The diminishing returns of LSJL can also be due to an increase in bone vascularity inhibiting the formation of new cartilage canals.


  1. i don't understand the load used on mouse was much more according to picture and no significant result.And your friend got 1/4" increase by using 10lbs hammer.Correct me if i am wrong.Is this a Scam?.

    Second question is LSJL worth trying or should we just wait for scientists to conclude something.


  2. Richo got a 2mm gain with a 10lbs hammer and then the rest of the 1/4" with a table clamp. Richo also has the ability to generate extra force with his body in addition to the 10lbs hammer which a mouse does not.

    LSJL is worth trying. One of the lead researchers behind LSJL CH Turner passed away so I'm not sure about the status of the next study. Lots of people have reported 1/4" gain or below. You can get a c-class clamp at home depot for about 10$.

  3. so this means 1/4" is maximum we can get by LjSL.Is that true?

  4. No. It just means that this one person has gained 1/4" so far.

  5. You need to find out why gains lessen so fast and fix it. I think it's fixed by performing LSJL for one week then rest 3 weeks and restart.

    This will probably only work if you do it that way from the moment you start LSJL.

  6. With regard to diminishing returns, my mind keeps returning to the compositional change undergone by the hand bones of martial artists who break hard objects with their fists. And I continue to wonder whether that reverses with time.

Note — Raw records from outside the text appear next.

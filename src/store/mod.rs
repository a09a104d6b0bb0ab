//! Leaf store: key/value persistence with a pending-update overlay.
//!
//! ## Design
//!
//! The durable store is a plain byte-key/byte-value map behind the
//! [`KvStore`] trait; there is no schema beyond a one-byte prefix per
//! record type. All mutations produced within one state transition are
//! batched in the overlay and flushed only after the entire operation
//! succeeds; on any error the overlay is discarded in full. That is the
//! whole transactional story: all-or-nothing per operation, no locks,
//! no concurrent access.

use std::collections::BTreeMap;

use crate::types::{AccountId, ChainId, EthAddress, Hash, L2Address, NftId, OrderId, TokenId};

/// One-byte key prefixes, one per record type.
pub mod prefix {
    pub const ACCOUNT_LEAF: u8 = 0x01;
    pub const TOKEN_LEAF: u8 = 0x02;
    /// Frozen-commitment marker column (derived view, not in the tree).
    pub const FROZEN: u8 = 0x03;
    pub const ORDER: u8 = 0x04;
    pub const MARKET_DEPTH: u8 = 0x05;
    pub const NFT_STATUS: u8 = 0x06;
    /// Secondary index enforcing content_hash -> nft_id uniqueness.
    pub const NFT_HASH_INDEX: u8 = 0x07;
    /// Per-chain priority queue counter.
    pub const PRIORITY: u8 = 0x08;
    /// (eth, l2) address pair -> account id.
    pub const ADDRESS_INDEX: u8 = 0x09;
    pub const FEE_SCHEDULE: u8 = 0x0A;
    /// Kernel counters (next account id, next order id).
    pub const META: u8 = 0x0B;
}

// ============================================================================
// Key builders
// ============================================================================

pub fn account_key(id: AccountId) -> Vec<u8> {
    let mut k = Vec::with_capacity(5);
    k.push(prefix::ACCOUNT_LEAF);
    k.extend_from_slice(&id.to_be_bytes());
    k
}

pub fn token_key(account: AccountId, token: TokenId) -> Vec<u8> {
    let mut k = Vec::with_capacity(9);
    k.push(prefix::TOKEN_LEAF);
    k.extend_from_slice(&account.to_be_bytes());
    k.extend_from_slice(&token.to_be_bytes());
    k
}

pub fn frozen_key(account: AccountId, token: TokenId) -> Vec<u8> {
    let mut k = token_key(account, token);
    k[0] = prefix::FROZEN;
    k
}

pub fn order_key(id: OrderId) -> Vec<u8> {
    let mut k = Vec::with_capacity(9);
    k.push(prefix::ORDER);
    k.extend_from_slice(&id.to_be_bytes());
    k
}

pub fn depth_key(left: TokenId, right: TokenId, side: u8, price: u64) -> Vec<u8> {
    let mut k = Vec::with_capacity(18);
    k.push(prefix::MARKET_DEPTH);
    k.extend_from_slice(&left.to_be_bytes());
    k.extend_from_slice(&right.to_be_bytes());
    k.push(side);
    k.extend_from_slice(&price.to_be_bytes());
    k
}

pub fn nft_status_key(id: NftId) -> Vec<u8> {
    let mut k = Vec::with_capacity(9);
    k.push(prefix::NFT_STATUS);
    k.extend_from_slice(&id.to_be_bytes());
    k
}

pub fn nft_hash_key(content_hash: &Hash) -> Vec<u8> {
    let mut k = Vec::with_capacity(33);
    k.push(prefix::NFT_HASH_INDEX);
    k.extend_from_slice(content_hash);
    k
}

pub fn priority_key(chain: ChainId) -> Vec<u8> {
    let mut k = Vec::with_capacity(5);
    k.push(prefix::PRIORITY);
    k.extend_from_slice(&chain.to_be_bytes());
    k
}

pub fn address_key(eth: &EthAddress, l2: &L2Address) -> Vec<u8> {
    let mut k = Vec::with_capacity(53);
    k.push(prefix::ADDRESS_INDEX);
    k.extend_from_slice(eth);
    k.extend_from_slice(l2);
    k
}

pub fn fee_key(action: u8, token: TokenId) -> Vec<u8> {
    let mut k = Vec::with_capacity(6);
    k.push(prefix::FEE_SCHEDULE);
    k.push(action);
    k.extend_from_slice(&token.to_be_bytes());
    k
}

pub fn meta_key(name: &str) -> Vec<u8> {
    let mut k = Vec::with_capacity(1 + name.len());
    k.push(prefix::META);
    k.extend_from_slice(name.as_bytes());
    k
}

// ============================================================================
// KvStore
// ============================================================================

/// Durable byte-key/byte-value storage.
///
/// The kernel only needs point reads and writes; iteration order and
/// range scans belong to the surrounding framework.
pub trait KvStore {
    fn get(&self, key: &[u8]) -> Option<Vec<u8>>;
    fn put(&mut self, key: Vec<u8>, value: Vec<u8>);
    fn delete(&mut self, key: &[u8]);
}

/// In-memory store. BTreeMap keeps iteration deterministic for debug
/// dumps and tests.
#[derive(Debug, Default, Clone)]
pub struct MemoryKv {
    entries: BTreeMap<Vec<u8>, Vec<u8>>,
}

impl MemoryKv {
    pub fn new() -> Self {
        Self::default()
    }

    pub fn len(&self) -> usize {
        self.entries.len()
    }

    pub fn is_empty(&self) -> bool {
        self.entries.is_empty()
    }
}

impl KvStore for MemoryKv {
    fn get(&self, key: &[u8]) -> Option<Vec<u8>> {
        self.entries.get(key).cloned()
    }

    fn put(&mut self, key: Vec<u8>, value: Vec<u8>) {
        self.entries.insert(key, value);
    }

    fn delete(&mut self, key: &[u8]) {
        self.entries.remove(key);
    }
}

// ============================================================================
// LeafStore (overlay)
// ============================================================================

/// Durable store plus the pending update set for the operation in
/// progress.
///
/// Reads see pending writes first. `commit` flushes the overlay to the
/// durable store; `discard` drops it. `None` in the overlay marks a
/// pending deletion.
#[derive(Debug)]
pub struct LeafStore<S: KvStore> {
    kv: S,
    pending: BTreeMap<Vec<u8>, Option<Vec<u8>>>,
}

impl<S: KvStore> LeafStore<S> {
    pub fn new(kv: S) -> Self {
        Self {
            kv,
            pending: BTreeMap::new(),
        }
    }

    pub fn get(&self, key: &[u8]) -> Option<Vec<u8>> {
        match self.pending.get(key) {
            Some(Some(value)) => Some(value.clone()),
            Some(None) => None,
            None => self.kv.get(key),
        }
    }

    pub fn put(&mut self, key: Vec<u8>, value: Vec<u8>) {
        self.pending.insert(key, Some(value));
    }

    pub fn delete(&mut self, key: Vec<u8>) {
        self.pending.insert(key, None);
    }

    /// Number of pending writes (including deletions).
    pub fn pending_len(&self) -> usize {
        self.pending.len()
    }

    /// Flush the overlay into the durable store.
    pub fn commit(&mut self) {
        for (key, value) in std::mem::take(&mut self.pending) {
            match value {
                Some(v) => self.kv.put(key, v),
                None => self.kv.delete(&key),
            }
        }
    }

    /// Drop the overlay, leaving the durable store untouched.
    pub fn discard(&mut self) {
        self.pending.clear();
    }
}

// ============================================================================
// Unit Tests
// ============================================================================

  7. Jory, haven't seen you on the blog for a while. Have you gotten any further results? Can you elaborate more on compositional change of hand bones of martial artists?

  8. Tyler - Ya, I've had some rather important things capture my attention for the past few months and have been giving the LSJL a rest to hopefully regain efficacy.

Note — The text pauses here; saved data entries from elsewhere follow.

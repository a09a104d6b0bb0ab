//! Fixed-depth sparse Merkle tree.
//!
//! ## Design
//!
//! Nodes are addressed by `(level, index)` where level 0 is the leaf row
//! and `level == depth` is the root; the node covering a leaf at level
//! `l` has index `leaf_index >> l`. Only non-default nodes are stored,
//! every absent node hashes to the per-level empty-subtree default, so
//! a tree with a handful of occupied leaves stays small at depth 24.
//!
//! Mutations can be journaled: `begin` starts recording the prior value
//! of every touched node, `rollback` restores them and `commit` drops
//! the journal. This is what makes a failed state transition leave the
//! root exactly where it was.

use std::collections::HashMap;

use crate::tree::hasher::{default_hashes, hash_pair};
use crate::types::Hash;

/// Sparse Merkle tree over `2^depth` leaf slots.
#[derive(Debug, Clone)]
pub struct Smt {
    depth: usize,
    nodes: HashMap<(u8, u64), Hash>,
    defaults: Vec<Hash>,
    /// First-touch prior values for the journaled mutation in progress;
    /// `None` means the node was absent (default).
    journal: Option<HashMap<(u8, u64), Option<Hash>>>,
}

impl Smt {
    pub fn new(depth: usize) -> Self {
        debug_assert!(depth > 0 && depth <= 64);
        Self {
            depth,
            nodes: HashMap::new(),
            defaults: default_hashes(depth),
            journal: None,
        }
    }

    /// Root of an empty tree of the given depth, without building one.
    pub fn empty_root(depth: usize) -> Hash {
        default_hashes(depth)[depth]
    }

    #[inline]
    pub fn depth(&self) -> usize {
        self.depth
    }

    pub fn root(&self) -> Hash {
        self.node(self.depth as u8, 0)
    }

    fn node(&self, level: u8, index: u64) -> Hash {
        self.nodes
            .get(&(level, index))
            .copied()
            .unwrap_or(self.defaults[level as usize])
    }

    fn write_node(&mut self, level: u8, index: u64, hash: Hash) {
        let prior = self.nodes.get(&(level, index)).copied();
        if let Some(journal) = self.journal.as_mut() {
            journal.entry((level, index)).or_insert(prior);
        }
        if hash == self.defaults[level as usize] {
            self.nodes.remove(&(level, index));
        } else {
            self.nodes.insert((level, index), hash);
        }
    }

    /// Set the hash of the leaf at `index` and recompute the path to the
    /// root.
    pub fn set_leaf(&mut self, index: u64, leaf_hash: Hash) {
        debug_assert!(self.depth == 64 || index < (1u64 << self.depth));
        self.write_node(0, index, leaf_hash);
        for level in 1..=self.depth as u8 {
            let parent = index >> level;
            let left = self.node(level - 1, parent << 1);
            let right = self.node(level - 1, (parent << 1) | 1);
            self.write_node(level, parent, hash_pair(&left, &right));
        }
    }

    /// Sibling path for the leaf at `index`, leaf to root.
    pub fn prove(&self, index: u64) -> Vec<Hash> {
        (0..self.depth as u8)
            .map(|level| self.node(level, (index >> level) ^ 1))
            .collect()
    }

    /// Check a sibling path against a root. The direction at each level
    /// comes from the corresponding bit of `index`.
    pub fn verify(root: &Hash, index: u64, leaf_hash: &Hash, siblings: &[Hash]) -> bool {
        let mut current = *leaf_hash;
        for (level, sibling) in siblings.iter().enumerate() {
            current = if (index >> level) & 1 == 1 {
                hash_pair(sibling, &current)
            } else {
                hash_pair(&current, sibling)
            };
        }
        current == *root
    }

    // ------------------------------------------------------------------
    // Journal
    // ------------------------------------------------------------------

    /// Start recording prior node values. Panics in debug builds if a
    /// journal is already active; nesting is not supported.
    pub fn begin(&mut self) {
        debug_assert!(self.journal.is_none());
        self.journal = Some(HashMap::new());
    }

    /// Keep all journaled mutations and stop recording.
    pub fn commit(&mut self) {
        self.journal = None;
    }

    /// Undo every mutation since `begin`.
    pub fn rollback(&mut self) {
        if let Some(journal) = self.journal.take() {
            for ((level, index), prior) in journal {
                match prior {
                    Some(hash) => {
                        self.nodes.insert((level, index), hash);
                    }
                    None => {
                        self.nodes.remove(&(level, index));
                    }
                }
            }
        }
    }
}

#[cfg(test)]
mod tests {
    use super::*;

    fn leaf(byte: u8) -> Hash {
        [byte; 32]
    }

    #[test]
    fn test_empty_root_matches_defaults() {
        let tree = Smt::new(8);
        assert_eq!(tree.root(), Smt::empty_root(8));
    }

    #[test]
    fn test_set_leaf_changes_root() {
        let mut tree = Smt::new(8);
        let empty = tree.root();
        tree.set_leaf(3, leaf(7));
        assert_ne!(tree.root(), empty);

        // Writing the default leaf hash back restores the empty root.
        let default_leaf = default_hashes(8)[0];
        tree.set_leaf(3, default_leaf);
        assert_eq!(tree.root(), empty);
        assert!(tree.nodes.is_empty());
    }

    #[test]
    fn test_proof_verifies_and_binds_index() {
        let mut tree = Smt::new(8);
        tree.set_leaf(5, leaf(1));
        tree.set_leaf(200, leaf(2));

        let root = tree.root();
        let proof = tree.prove(5);
        assert_eq!(proof.len(), 8);
        assert!(Smt::verify(&root, 5, &leaf(1), &proof));
        assert!(!Smt::verify(&root, 4, &leaf(1), &proof));
        assert!(!Smt::verify(&root, 5, &leaf(3), &proof));
    }

    #[test]
    fn test_proof_of_absence() {
        let mut tree = Smt::new(8);
        tree.set_leaf(0, leaf(9));

        let empty_leaf = default_hashes(8)[0];
        let proof = tree.prove(77);
        assert!(Smt::verify(&tree.root(), 77, &empty_leaf, &proof));
    }

    #[test]
    fn test_order_independence() {
        let mut a = Smt::new(8);
        a.set_leaf(1, leaf(1));
        a.set_leaf(2, leaf(2));

        let mut b = Smt::new(8);
        b.set_leaf(2, leaf(2));
        b.set_leaf(1, leaf(1));

        assert_eq!(a.root(), b.root());
    }

    #[test]
    fn test_rollback_restores_root() {
        let mut tree = Smt::new(8);
        tree.set_leaf(1, leaf(1));
        let committed = tree.root();

        tree.begin();
        tree.set_leaf(1, leaf(5));
        tree.set_leaf(9, leaf(6));
        assert_ne!(tree.root(), committed);
        tree.rollback();
        assert_eq!(tree.root(), committed);

        // A committed journal keeps the writes.
        tree.begin();
        tree.set_leaf(9, leaf(6));
        let updated = tree.root();
        tree.commit();
        assert_eq!(tree.root(), updated);
    }
}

    I don't know the details, just saw on some tv program that they are able to break stuff where normal people would break their hands in the attempt, because their bones have hardened as a result of conditioning, i.e. breaking stuff repeatedly, presumably starting with softer/thinner materials. If I find out the biological mechanism I will let you know - of course, you may already have but may not know of that connection.

  9. Unless this has been updated elsewhere, it seems like Richo ended up with one leg that is slightly shorter than the other. Is there a follow up or update to this? Will more perseverance allow the left leg to catch up?

  10. i practice muay thai, and i know that is a fact.. the bones of the fists and lower legs thickens as you keep using them. Its not just losing sensitibility on those areas, otherwise u would brake your hands or legs.. it really gets thicker

    ps.: forgive my writing mistakes, im brazilian so im not very good in english!